Origin of Split Resonance and Backward Whirl in a Simple Rotor

Abstract

Split resonance and backward whirl in a simple rotor, were investigated both analytically and experimentally. A two degree-of-freedom rotor model was developed to simulate the steady state, lateral vibration characteristics of a simply supported, single disk rotor. This model included the effects of direct and cross coupled, linear damping and stiffness. The computer model was used to quantify the influence of bearing characteristics on rotordynamic response. In the absence of gyroscopic effects, split resonance is due to separate and distinct natural frequencies in the two orthogonal lateral directions created by non-equal direct stiffnesses. Backward whirl can occur between these two frequencies if the direct damping is sufficiently low. The model was able to predict the observed response of a simply supported rotor, including split resonance and backward whirl.
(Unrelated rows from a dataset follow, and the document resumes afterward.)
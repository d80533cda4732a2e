use std::{
    net::{SocketAddr, UdpSocket},
    thread,
    time::{Duration, Instant},
};

use bincode::{
    config::standard,
    serde::{decode_from_slice, encode_to_vec},
};
use crossterm::event::{self, Event, KeyCode, KeyEventKind, KeyModifiers};
use crossterm::terminal::{disable_raw_mode, enable_raw_mode};
use renet::RenetClient;
use renet_netcode::{ClientAuthentication, NetcodeClientTransport};

use crate::view::View;
use common::{
    net::AppChannel,
    protocol::{ClientMessage, ServerMessage},
    time,
};

pub fn run_client(socket: UdpSocket, server_addr: SocketAddr, name: String) {
    let current_time = time::now();
    let protocol_id = common::protocol::version();
    let client_id = current_time.as_millis() as u64;

    let authentication = ClientAuthentication::Unsecure {
        protocol_id,
        client_id,
        server_addr,
        user_data: None,
    };
    let mut transport = NetcodeClientTransport::new(current_time, authentication, socket)
        .expect("failed to create transport");
    let mut client = RenetClient::new(common::net::connection_config());

    enable_raw_mode().expect("failed to enable raw mode");

    let mut view = View::new();
    let mut sent_join = false;
    let mut last_updated = Instant::now();

    loop {
        let now = Instant::now();
        let duration = now - last_updated;
        last_updated = now;

        client.update(duration);
        if let Err(e) = transport.update(duration, &mut client) {
            view.print_line(&format!("Connection lost: {}.", e));
            break;
        }

        if client.is_connected() {
            if !sent_join {
                view.print_line("Connected. Waiting for more players...");
                send(&mut client, &ClientMessage::Join(name.clone()));
                sent_join = true;
            }

            for channel in [AppChannel::ReliableOrdered, AppChannel::Unreliable] {
                while let Some(data) = client.receive_message(channel) {
                    match decode_from_slice::<ServerMessage, _>(&data, standard()) {
                        Ok((message, _)) => view.apply(message),
                        Err(_) => view.print_line("Received malformed data from server."),
                    }
                }
            }
        }

        if !poll_input(&mut client, &mut view) {
            break;
        }

        transport
            .send_packets(&mut client)
            .expect("failed to send packets");
        thread::sleep(Duration::from_millis(16));
    }

    disable_raw_mode().expect("failed to disable raw mode");
    println!();
    println!("Goodbye!");
}

/// Drains pending key events. Returns false when the player quits.
fn poll_input(client: &mut RenetClient, view: &mut View) -> bool {
    while event::poll(Duration::ZERO).expect("failed to poll for input") {
        let Event::Key(key) = event::read().expect("failed to read input") else {
            continue;
        };
        if key.kind != KeyEventKind::Press {
            continue;
        }

        match key.code {
            KeyCode::Esc => return false,
            KeyCode::Char('c') if key.modifiers.contains(KeyModifiers::CONTROL) => {
                return false;
            }
            KeyCode::Char(c) if c.is_ascii_digit() || c == '-' => view.push_char(c),
            KeyCode::Backspace => view.backspace(),
            KeyCode::Enter => {
                if let Some(answer) = view.take_submission() {
                    send(client, &ClientMessage::SubmitAnswer(answer));
                }
            }
            _ => {}
        }
    }

    true
}

fn send(client: &mut RenetClient, message: &ClientMessage) {
    let payload = encode_to_vec(message, standard()).expect("failed to serialize client message");
    client.send_message(AppChannel::ReliableOrdered, payload);
}
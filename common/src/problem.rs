use std::{fmt, ops::RangeInclusive};

use rand::{Rng, RngCore};
use serde::{Deserialize, Serialize};
use strum::Display;

#[derive(Serialize, Deserialize, Debug, Clone, Copy, PartialEq, Eq, Display)]
pub enum Op {
    #[strum(serialize = "+")]
    Add,
    #[strum(serialize = "-")]
    Sub,
    #[strum(serialize = "*")]
    Mul,
}

impl Op {
    pub const ALL: [Op; 3] = [Op::Add, Op::Sub, Op::Mul];

    pub fn apply(self, left: i32, right: i32) -> i32 {
        match self {
            Op::Add => left + right,
            Op::Sub => left - right,
            Op::Mul => left * right,
        }
    }
}

/// One arithmetic question with its answer precomputed at generation
/// time. The answer never leaves the server; clients only see the
/// rendered text.
#[derive(Serialize, Deserialize, Debug, Clone, Copy, PartialEq, Eq)]
pub struct Problem {
    pub left: i32,
    pub right: i32,
    pub op: Op,
    pub answer: i32,
}

impl Problem {
    /// Draws both operands uniformly from `operands` and an operator
    /// uniformly from [`Op::ALL`]. The random source is passed in so
    /// tests can use a seeded generator.
    pub fn generate(rng: &mut dyn RngCore, operands: RangeInclusive<i32>) -> Self {
        let left = rng.random_range(operands.clone());
        let right = rng.random_range(operands);
        let op = Op::ALL[rng.random_range(0..Op::ALL.len())];

        Self {
            left,
            right,
            op,
            answer: op.apply(left, right),
        }
    }
}

impl fmt::Display for Problem {
    fn fmt(&self, f: &mut fmt::Formatter<'_>) -> fmt::Result {
        write!(f, "{} {} {}", self.left, self.op, self.right)
    }
}
use std::io::stdout;

use crossterm::{
    cursor::MoveToColumn,
    execute,
    style::Print,
    terminal::{Clear, ClearType},
};

use common::protocol::ServerMessage;

/// Console presentation: server events print as scrolling lines, and a
/// single status line at the bottom shows the clock, the current
/// problem, and whatever the player has typed so far.
pub struct View {
    problem: Option<String>,
    remaining_secs: Option<u32>,
    input: String,
}

impl View {
    pub fn new() -> Self {
        Self {
            problem: None,
            remaining_secs: None,
            input: String::new(),
        }
    }

    pub fn apply(&mut self, message: ServerMessage) {
        match message {
            ServerMessage::Error { message } => {
                self.print_line(&format!("Error: {}", message));
            }
            ServerMessage::PlayerList { names } => {
                self.print_line(&format!("Players in lobby: {}", names.join(", ")));
            }
            ServerMessage::Countdown { seconds } => {
                self.overwrite_status(&format!("Game starts in: {}s", seconds));
            }
            ServerMessage::GameStarted {
                duration_secs,
                problem,
            } => {
                self.print_line(&format!("Round started! {}s on the clock.", duration_secs));
                self.problem = Some(problem);
                self.remaining_secs = Some(duration_secs);
                self.input.clear();
                self.redraw_status();
            }
            ServerMessage::RoundTimer { seconds } => {
                self.remaining_secs = Some(seconds);
                self.redraw_status();
            }
            ServerMessage::NewProblem { problem } => {
                self.problem = Some(problem);
                self.input.clear();
                self.redraw_status();
            }
            ServerMessage::AnswerResult {
                correct,
                correct_answer,
            } => {
                if correct {
                    self.print_line("Correct!");
                } else if let Some(answer) = correct_answer {
                    self.print_line(&format!("Wrong! Correct answer: {}", answer));
                } else {
                    self.print_line("Wrong!");
                }
            }
            ServerMessage::GameOver { leaderboard } => {
                self.problem = None;
                self.remaining_secs = None;
                self.input.clear();

                self.print_line("Round over! Final scores:");
                for (place, entry) in leaderboard.iter().enumerate() {
                    self.print_line(&format!("  {}. {}: {}", place + 1, entry.name, entry.score));
                }
                self.print_line("Waiting in the lobby for the next round...");
            }
        }
    }

    pub fn push_char(&mut self, c: char) {
        self.input.push(c);
        self.redraw_status();
    }

    pub fn backspace(&mut self) {
        self.input.pop();
        self.redraw_status();
    }

    /// Takes and parses the typed answer. Non-numeric input is thrown
    /// away with a hint instead of being sent to the server.
    pub fn take_submission(&mut self) -> Option<i32> {
        let text = std::mem::take(&mut self.input);
        let trimmed = text.trim();
        if trimmed.is_empty() {
            return None;
        }

        match trimmed.parse::<i32>() {
            Ok(answer) => Some(answer),
            Err(_) => {
                self.print_line("Please enter a whole number.");
                None
            }
        }
    }

    /// Prints a scrolling line above the status line.
    pub fn print_line(&mut self, text: &str) {
        execute!(
            stdout(),
            MoveToColumn(0),
            Clear(ClearType::CurrentLine),
            Print(text),
            Print("\r\n")
        )
        .expect("failed to print line");
        self.redraw_status();
    }

    fn redraw_status(&mut self) {
        let status = match (&self.problem, self.remaining_secs) {
            (Some(problem), Some(secs)) => {
                format!("[{:>3}s] {} = {}", secs, problem, self.input)
            }
            (Some(problem), None) => format!("{} = {}", problem, self.input),
            _ => String::new(),
        };
        self.overwrite_status(&status);
    }

    fn overwrite_status(&mut self, text: &str) {
        execute!(
            stdout(),
            MoveToColumn(0),
            Clear(ClearType::CurrentLine),
            Print(text)
        )
        .expect("failed to draw status line");
    }
}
The cause of the asymmetric direct stiffnesses in the experimental apparatus, which created split resonance and backward whirl was investigated. In particular, the influence of geometric imperfections in the plain bearing sleeve, gravitational forces, degree of imbalance and bearing support stiffness asymmetries were isolated using the experimental apparatus. It was determined that the bearing asymmetry was caused by the gravitational influence. However, larger imbalances increased the asymmetry and large damping was able to suppress backward whirl.